Long before reading Bulgakov and contemplating the subjectivity of evil, I’ve been seriously addicted to all kinds of fictionalised monsters, whether those were obvious or subtle, truly evil or just confused. I blame my early (pre-Bulgakov) years during which I devoured whatever gory darkness I could get my hands on, the spookier the better. The Keep by F. Paul Wilson, Richard Donner’s Omen, An American Werewolf in London, and, of course, anything Stephen King (but particularly: Salem’s Lot and Pet Sematary). All of these continue to serve as my nightmare fuel even to this day.
Then I experienced the phenomenon that is Twin Peaks.
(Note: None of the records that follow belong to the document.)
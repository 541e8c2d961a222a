//! UI module that visualizes and edits the city using Bevy
//!
//! All generation and simulation logic lives in the `city` module.
//! The UI reads state from `CityGenerator`, renders it in 3D and maps
//! keyboard commands onto the generator's editing operations.

mod components;
mod input;
pub mod spawner;
mod sync;
mod world;

use bevy::prelude::*;

use crate::city::CityConfig;

pub use components::{CityDirty, CityResource, Selection, ViewMode};

use components::CameraSettings;
use input::{
    handle_building_edits, handle_camera_movement, handle_city_commands, handle_input,
    handle_road_removal,
};
use spawner::refresh_city_visuals;
use sync::{highlight_selection, sync_vehicles, tick_city, update_lighting, update_status_text};
use world::{setup_status_ui, setup_world};

/// Plugin to register all UI systems
pub struct CityDesignerUIPlugin {
    pub config: CityConfig,
    pub seed: Option<u64>,
}

impl Plugin for CityDesignerUIPlugin {
    fn build(&self, app: &mut App) {
        app.insert_resource(CityResource::generate(&self.config, self.seed))
            .init_resource::<CityDirty>()
            .init_resource::<CameraSettings>()
            .init_resource::<Selection>()
            .init_resource::<ViewMode>()
            .add_systems(Startup, (setup_world, setup_status_ui))
            .add_systems(FixedUpdate, tick_city)
            .add_systems(
                Update,
                (
                    handle_input,
                    handle_city_commands,
                    handle_building_edits.after(handle_city_commands),
                    handle_camera_movement,
                    handle_road_removal.after(handle_city_commands),
                    refresh_city_visuals
                        .after(handle_city_commands)
                        .after(handle_building_edits)
                        .after(handle_road_removal),
                    sync_vehicles.after(refresh_city_visuals),
                    highlight_selection.after(refresh_city_visuals),
                    update_lighting,
                    update_status_text,
                ),
            );
    }
}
I was fairly late into my teens then, but I was hooked for life because it was then that I had my first real taste of an ambiguous yet persistent kind of monster. There was no blood and gore in the eerie world David Lynch created in Twin Peaks, no mindless animal giving in to hunger and instinct. No, this was a methodical, determined darkness. Darkness with a plan. And I desperately wanted – needed – more of that. So, years on, I wrote my own version of this kind of darkness. The result was What The Woods Keep, my genre-bending contemporary dark fantasy YA debut.
The monsters of What The Woods Keep are like many-faced gods of old: depending on your perspective, on a certain slant of light, they may seem not that terrifying, maybe even reasonable. When they utter words, they speak to your heart; they appeal to your humanity before turning around and scaring your senseless.
When writing What The Woods Keep I had to dig deep into my mental trove of dark imagery to write what scares me – in hope that it has a similar effect on my readers. So I wrote my monsters razorblade smart and hell-bent on getting their way, but not all-powerful. I wrote them articulate but misunderstood, and also a little bit sad. I mean, do they want to be monsters? Do they really have a choice?
It’s not the definitive answer to these questions that makes for an interesting read though. It is rather the contemplation, the prolonged look into the mind of a so-called monster.
Because, if I were to dare and answer Woland’s aforementioned question of “What would your good do if evil didn’t exist, and what would the earth look like if all the shadows disappeared?” perhaps , I’d say, you’d fantasize about monsters.